• **Required work**: An exact copy is needed of the lines from the line holding "explanation from the built-in catalog." through the final line of the listing below, both included.

• **Recorded data**:

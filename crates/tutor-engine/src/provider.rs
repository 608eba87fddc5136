//! The external content-provider contract and its local fallback.
//!
//! Story text and kid-friendly explanations may come from an external
//! service. The tutor treats that service as a single-shot async call that
//! can take arbitrarily long or fail outright; the helpers here bound each
//! call with a timeout and substitute an entry from the built-in catalog,
//! so the learner always sees a normal result.

use std::time::Duration;

use futures::future::{ready, BoxFuture};
use rand::Rng;

use crate::problems::{WordProblem, EXPLANATION_CATALOG, WORD_PROBLEM_CATALOG};
use crate::rational::Fraction;

/// Source of story problems and explanations.
///
/// Implementations may call out to anything; callers never await them
/// directly but through the `*_or_fallback` helpers, which cancel by
/// dropping the future. Returning `None` signals "nothing available" and
/// triggers the same fallback as a timeout.
pub trait ContentProvider: Send + Sync {
    /// A short, child-friendly explanation of `topic`, optionally grounded
    /// in a concrete fraction.
    fn explanation<'a>(
        &'a self,
        topic: &'a str,
        fraction: Option<Fraction>,
    ) -> BoxFuture<'a, Option<String>>;

    /// A complete word problem.
    fn word_problem(&self) -> BoxFuture<'_, Option<WordProblem>>;
}

/// Provider backed entirely by the built-in catalog.
///
/// Used as the default provider and as the substitute when an external
/// provider is silent.
#[derive(Debug, Clone, Copy, Default)]
pub struct CatalogProvider;

impl ContentProvider for CatalogProvider {
    fn explanation<'a>(
        &'a self,
        _topic: &'a str,
        _fraction: Option<Fraction>,
    ) -> BoxFuture<'a, Option<String>> {
        Box::pin(ready(Some(local_explanation(&mut rand::thread_rng()))))
    }

    fn word_problem(&self) -> BoxFuture<'_, Option<WordProblem>> {
        Box::pin(ready(Some(local_word_problem(&mut rand::thread_rng()))))
    }
}

/// Awaits the provider's explanation, substituting a catalog entry on
/// timeout or failure.
pub async fn explanation_or_fallback(
    provider: &dyn ContentProvider,
    timeout: Duration,
    topic: &str,
    fraction: Option<Fraction>,
) -> String {
    match tokio::time::timeout(timeout, provider.explanation(topic, fraction)).await {
        Ok(Some(text)) => text,
        Ok(None) => {
            tracing::warn!(topic, "content provider had no explanation; using catalog");
            local_explanation(&mut rand::thread_rng())
        }
        Err(_) => {
            tracing::warn!(topic, ?timeout, "content provider timed out; using catalog");
            local_explanation(&mut rand::thread_rng())
        }
    }
}

/// Awaits the provider's word problem, substituting a catalog entry on
/// timeout or failure.
pub async fn word_problem_or_fallback(
    provider: &dyn ContentProvider,
    timeout: Duration,
) -> WordProblem {
    match tokio::time::timeout(timeout, provider.word_problem()).await {
        Ok(Some(problem)) => problem,
        Ok(None) => {
            tracing::warn!("content provider had no word problem; using catalog");
            local_word_problem(&mut rand::thread_rng())
        }
        Err(_) => {
            tracing::warn!(?timeout, "content provider timed out; using catalog");
            local_word_problem(&mut rand::thread_rng())
        }
    }
}

/// Draws one explanation from the built-in catalog.
fn local_explanation<R: Rng>(rng: &mut R) -> String {
    let index = rng.gen_range(0..EXPLANATION_CATALOG.len());
    EXPLANATION_CATALOG[index].to_string()
}

/// Draws one word problem from the built-in catalog.
fn local_word_problem<R: Rng>(rng: &mut R) -> WordProblem {
    let index = rng.gen_range(0..WORD_PROBLEM_CATALOG.len());
    WordProblem::from(&WORD_PROBLEM_CATALOG[index])
}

• **Solution**:
/// Draws one explanation from the built-in catalog.
fn local_explanation<R: Rng>(rng: &mut R) -> String {
    let index = rng.gen_range(0..EXPLANATION_CATALOG.len());
    EXPLANATION_CATALOG[index].to_string()
}

/// Draws one word problem from the built-in catalog.
fn local_word_problem<R: Rng>(rng: &mut R) -> WordProblem {
    let index = rng.gen_range(0..WORD_PROBLEM_CATALOG.len());
    WordProblem::from(&WORD_PROBLEM_CATALOG[index])
}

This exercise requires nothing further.